ECLI:NL:GHAMS:2025:645

Gerechtshof Amsterdam

Datum uitspraak
13 februari 2025
Publicatiedatum
17 maart 2025
Zaaknummer
23-002663-24
Instantie
Gerechtshof Amsterdam
Type
Uitspraak
Rechtsgebied
Strafrecht
Procedures
  • Hoger beroep
Vindplaatsen
  • Rechtspraak.nl
AI samenvatting door LexboostAutomatisch gegenereerd

Niet-ontvankelijkheid van de verdachte in hoger beroep tegen vonnis rechtbank Amsterdam

In deze zaak heeft het gerechtshof Amsterdam op 13 februari 2025 uitspraak gedaan in hoger beroep tegen een vonnis van de rechtbank Amsterdam van 5 november 2024. De verdachte, geboren in 2005 en thans gedetineerd, had hoger beroep ingesteld tegen de bewezenverklaring, de kwalificatie van feit 1 en de opgelegde straf. De raadsman van de verdachte, mr. F.W.D. Siccama, heeft op 28 november 2024 het hoger beroep aangekondigd. Echter, op 11 februari 2025 heeft mr. D. Moes, namens Siccama, aan het hof laten weten dat de verdachte in het vonnis in eerste aanleg berust en verzocht om niet-ontvankelijkheid in het hoger beroep. De advocaat-generaal heeft op 12 februari 2025 ingestemd met deze niet-ontvankelijkheid. Het hof heeft, na het horen van de advocaat-generaal ter terechtzitting, geconcludeerd dat er geen rechtens te respecteren belang is dat een verder onderzoek rechtvaardigt. Daarom heeft het hof de verdachte niet-ontvankelijk verklaard in het hoger beroep, op basis van artikel 416, tweede lid, van het Wetboek van Strafvordering.

Uitspraak

afdeling strafrecht
parketnummer: 23-002663-24
datum uitspraak: 13 februari 2025
TEGENSPRAAK (gemachtigd raadsvrouw)
Arrest van het gerechtshof Amsterdam gewezen op het hoger beroep, ingesteld tegen het vonnis van de rechtbank Amsterdam van 5 november 2024 in de strafzaak onder de parketnummers 13-091564-23 en 13-110222-21 (TUL) tegen
[verdachte],
geboren te [geboorteplaats] op [geboortedag] 2005,
thans uit anderen hoofde gedetineerd in [detentieadres].
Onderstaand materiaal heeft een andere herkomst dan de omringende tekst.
//! Multi-pass locate-and-remove driver

use lopdf::Document;
use tracing::{debug, debug_span, info, info_span, warn};
use crate::error::Result;
use super::locate::{locate_javascript, Finding};
use super::remove::{remove_finding, Removal};
use super::value::DEFAULT_MAX_DEPTH;

/// Default number of removal passes before giving up on convergence
pub const DEFAULT_MAX_PASSES: usize = 10;

/// Options for scanning and scrubbing a document
#[derive(Debug, Clone)]
pub struct ScrubOptions {
    /// Maximum number of removal passes (at least one pass always runs)
    pub max_passes: usize,
    /// Bound on reference chains and container nesting
    pub max_depth: usize,
}

impl Default for ScrubOptions {
    fn default() -> Self {
        ScrubOptions {
            max_passes: DEFAULT_MAX_PASSES,
            max_depth: DEFAULT_MAX_DEPTH,
        }
    }
}

/// Result of a scrub
#[derive(Debug, Clone, Default)]
pub struct ScrubReport {
    /// Number of removal passes that ran
    pub passes: usize,
    /// Findings that were actually deleted, in the order they were applied
    pub removed: Vec<Finding>,
    /// False if the pass limit was hit before a pass found nothing
    pub converged: bool,
}

#[derive(Debug, Clone, Copy, PartialEq, Eq)]
enum PassState {
    Scanning,
    Mutating,
    ContinuePass,
    Converged,
    PassLimitReached,
}

/// Locates JavaScript actions and removes them pass by pass until a scan
/// comes back empty or the pass limit is reached
///
/// Every pass rescans the whole document: removing one action can change what
/// a later scan sees (shifted array indices, rebuilt annotation arrays), so
/// findings are never carried over between passes.
#[derive(Debug, Clone)]
pub struct Scrubber {
    options: ScrubOptions,
    label: String,
}

impl Scrubber {
    /// `label` identifies the document in log output
    pub fn new(options: ScrubOptions, label: impl Into<String>) -> Self {
        Scrubber {
            options,
            label: label.into(),
        }
    }

    pub fn options(&self) -> &ScrubOptions {
        &self.options
    }

    /// Single scan without mutation
    pub fn check(&self, doc: &Document) -> Result<Vec<Finding>> {
        let span = info_span!("check", document = %self.label);
        let _guard = span.enter();

        let findings = locate_javascript(doc, self.options.max_depth)?;
        for finding in &findings {
            debug!(%finding, "JavaScript action");
        }
        Ok(findings)
    }

    /// Remove JavaScript actions in place
    pub fn scrub(&self, doc: &mut Document) -> Result<ScrubReport> {
        let span = info_span!("scrub", document = %self.label);
        let _guard = span.enter();

        let max_passes = self.options.max_passes.max(1);
        let mut report = ScrubReport::default();
        let mut pending = Vec::new();
        let mut state = PassState::Scanning;

        loop {
            state = match state {
                PassState::Scanning => {
                    pending = locate_javascript(doc, self.options.max_depth)?;
                    if pending.is_empty() {
                        PassState::Converged
                    } else {
                        PassState::Mutating
                    }
                }
                PassState::Mutating => {
                    report.passes += 1;
                    let pass = report.passes;
                    let pass_span = debug_span!("pass", pass);
                    let _pass_guard = pass_span.enter();

                    let found = pending.len();
                    let before = report.removed.len();
                    for finding in pending.drain(..) {
                        if remove_finding(doc, &finding, self.options.max_depth) == Removal::Removed {
                            report.removed.push(finding);
                        }
                    }
                    info!(pass, found, removed = report.removed.len() - before, "removal pass finished");

                    if pass >= max_passes {
                        PassState::PassLimitReached
                    } else {
                        PassState::ContinuePass
                    }
                }
                PassState::ContinuePass => PassState::Scanning,
                PassState::Converged => {
                    report.converged = true;
                    debug!(passes = report.passes, "no JavaScript actions left");
                    break;
                }
                PassState::PassLimitReached => {
                    warn!(
                        passes = report.passes,
                        "reached the maximum number of removal passes; JavaScript may remain"
                    );
                    break;
                }
            };
        }

        Ok(report)
    }
}
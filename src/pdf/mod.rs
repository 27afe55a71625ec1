//! PDF JavaScript detection and removal

pub mod value;
pub mod walker;
pub mod classify;
pub mod locate;
pub mod remove;
pub mod scrub;
pub mod sanitize;

// Re-export commonly used items
pub use locate::{locate_javascript, AnchorKind, Finding, Scope, Target};
pub use remove::{remove_finding, Removal};
pub use scrub::{ScrubOptions, ScrubReport, Scrubber};
pub use sanitize::{check_file, load_document, sanitize_file, SanitizeOptions, SanitizeReport};
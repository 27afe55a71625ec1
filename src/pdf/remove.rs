//! Deleting located JavaScript actions from their containers

use lopdf::{Document, Object};
use tracing::debug;
use super::classify::resolves_to_javascript_action;
use super::locate::{Finding, Target};
use super::value::entries_of;

/// What happened when a finding was applied
#[derive(Debug, Clone, Copy, PartialEq, Eq)]
pub enum Removal {
    /// The entry was deleted
    Removed,
    /// The container or entry no longer exists
    Absent,
    /// Something other than a JavaScript action now sits at the target
    Stale,
}

/// Delete the entry a finding points at
///
/// Removing an absent key or index is a no-op. Every target is checked again
/// before deletion because an earlier removal from an array shifts the elements
/// after it, both for targets in that array and for containers whose path runs
/// through it. Anything that no longer holds a JavaScript action is left alone
/// and picked up by the next pass. Containers are never deleted, even when they
/// end up empty.
pub fn remove_finding(doc: &mut Document, finding: &Finding, max_depth: usize) -> Removal {
    let removal = match &finding.target {
        Target::Key(key) => remove_key(doc, finding, key, max_depth),
        Target::Index(index) => remove_elements(doc, finding, *index, *index, 1, max_depth),
        Target::NamePair(index) => remove_elements(doc, finding, index + 1, *index, 2, max_depth),
    };

    debug!(%finding, ?removal, "applied finding");
    removal
}

fn remove_key(doc: &mut Document, finding: &Finding, key: &[u8], max_depth: usize) -> Removal {
    let still_javascript = match finding.container.locate(doc).and_then(entries_of) {
        Some(dict) => match dict.get(key) {
            Ok(value) => resolves_to_javascript_action(doc, value, max_depth),
            Err(_) => return Removal::Absent,
        },
        None => return Removal::Absent,
    };

    if !still_javascript {
        return Removal::Stale;
    }

    let removed = match finding.container.locate_mut(doc) {
        Some(Object::Dictionary(dict)) => dict.remove(key),
        Some(Object::Stream(stream)) => stream.dict.remove(key),
        _ => None,
    };
    removed.map_or(Removal::Absent, |_| Removal::Removed)
}

/// Remove `count` elements starting at `first`, provided the element at
/// `action` still resolves to a JavaScript action
fn remove_elements(
    doc: &mut Document,
    finding: &Finding,
    action: usize,
    first: usize,
    count: usize,
    max_depth: usize,
) -> Removal {
    let still_javascript = match finding.container.locate(doc) {
        Some(Object::Array(items)) => match items.get(action) {
            Some(item) => resolves_to_javascript_action(doc, item, max_depth),
            None => return Removal::Absent,
        },
        _ => return Removal::Absent,
    };

    if !still_javascript {
        return Removal::Stale;
    }

    match finding.container.locate_mut(doc) {
        Some(Object::Array(items)) => {
            items.drain(first..first + count);
            Removal::Removed
        }
        _ => Removal::Absent,
    }
}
Onderzoek ter terechtzitting

Dit arrest is gewezen naar aanleiding van het onderzoek ter terechtzitting in hoger beroep van 13 februari 2025.
Het hof heeft kennisgenomen van de vordering van de advocaat-generaal strekkende tot niet-ontvankelijkheid van de verdachte in het hoger beroep.

Ontvankelijkheid van de verdachte in het hoger beroep

Op 28 november 2024 heeft mr. F.W.D. Siccama, de raadsman van de verdachte, bij appelschriftuur te kennen gegeven dat het hoger beroep zich richt tegen de bewezenverklaring, de kwalificatie van feit 1 alsmede de opgelegde straf. Op 9 januari 2025 heeft een rolzitting plaatsgevonden, waarop het onderzoek is geschorst tot de regiezitting op 13 februari 2025.
Op 11 februari 2025 heeft mr. D. Moes, namens mr. F.W.D. Siccama, per e-mail aan het hof bericht dat de verdachte bij nader inzien in het vonnis in eerste aanleg berust en het hof verzocht de verdachte niet-ontvankelijk te verklaren in het ingestelde hoger beroep.
Op 12 februari 2025 heeft de advocaat-generaal per e-mail het hof bericht in te stemmen met een niet-ontvankelijk verklaring. Dat standpunt is door de advocaat-generaal ter terechtzitting herhaald.
Gelet op bovenstaande en nu ook overigens niet is gebleken van enig rechtens te respecteren belang dat is gediend met enig onderzoek van de zaak wordt de verdachte niet-ontvankelijk verklaard in het ingestelde hoger beroep, gelet op het bepaalde in artikel 416, tweede lid, van het Wetboek van Strafvordering.

BESLISSING

Het hof:
Verklaart de verdachte niet-ontvankelijk in het hoger beroep.
Dit arrest is gewezen door de meervoudige strafkamer van het gerechtshof Amsterdam, waarin zitting hadden mr. N.R.A. Meerbeek, mr. A.R.O. Mooy en mr. M.J.A. Duker, in tegenwoordigheid van mr. A.M. van Tilburg, griffier, en is uitgesproken op de openbare terechtzitting van dit gerechtshof van 13 februari 2025.
De voorzitter en de griffier zijn buiten staat dit arrest mede te ondertekenen.